## Your instructions
Beginning at the line containing "self.cipher = cipher;", restate each line of the listing below word for word until the last one has been given.

+ + + + + + +

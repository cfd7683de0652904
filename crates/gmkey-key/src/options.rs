//! Export configuration
//!
//! `ExportOptions` can be embedded in a caller's configuration file; every
//! field has a default.

pub use gmkey_crypto::{LineEnding, PemCipher};
use serde::{Deserialize, Serialize};

/// Options controlling PEM output
#[derive(Clone, Copy, Debug, Default, PartialEq, Eq, Serialize, Deserialize)]
#[serde(default)]
pub struct ExportOptions {
    /// Cipher for password-protected output
    pub cipher: PemCipher,
    /// Line ending of the PEM text
    pub line_ending: LineEnding,
}

impl ExportOptions {
    pub fn new() -> Self {
        Self::default()
    }

    pub fn with_cipher(mut self, cipher: PemCipher) -> Self {
        self.cipher = cipher;
        self
    }

    pub fn with_line_ending(mut self, line_ending: LineEnding) -> Self {
        self.line_ending = line_ending;
        self
    }
}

+ + + + + + +

## Result of this task
        self.cipher = cipher;
        self
    }

    pub fn with_line_ending(mut self, line_ending: LineEnding) -> Self {
        self.line_ending = line_ending;
        self
    }
}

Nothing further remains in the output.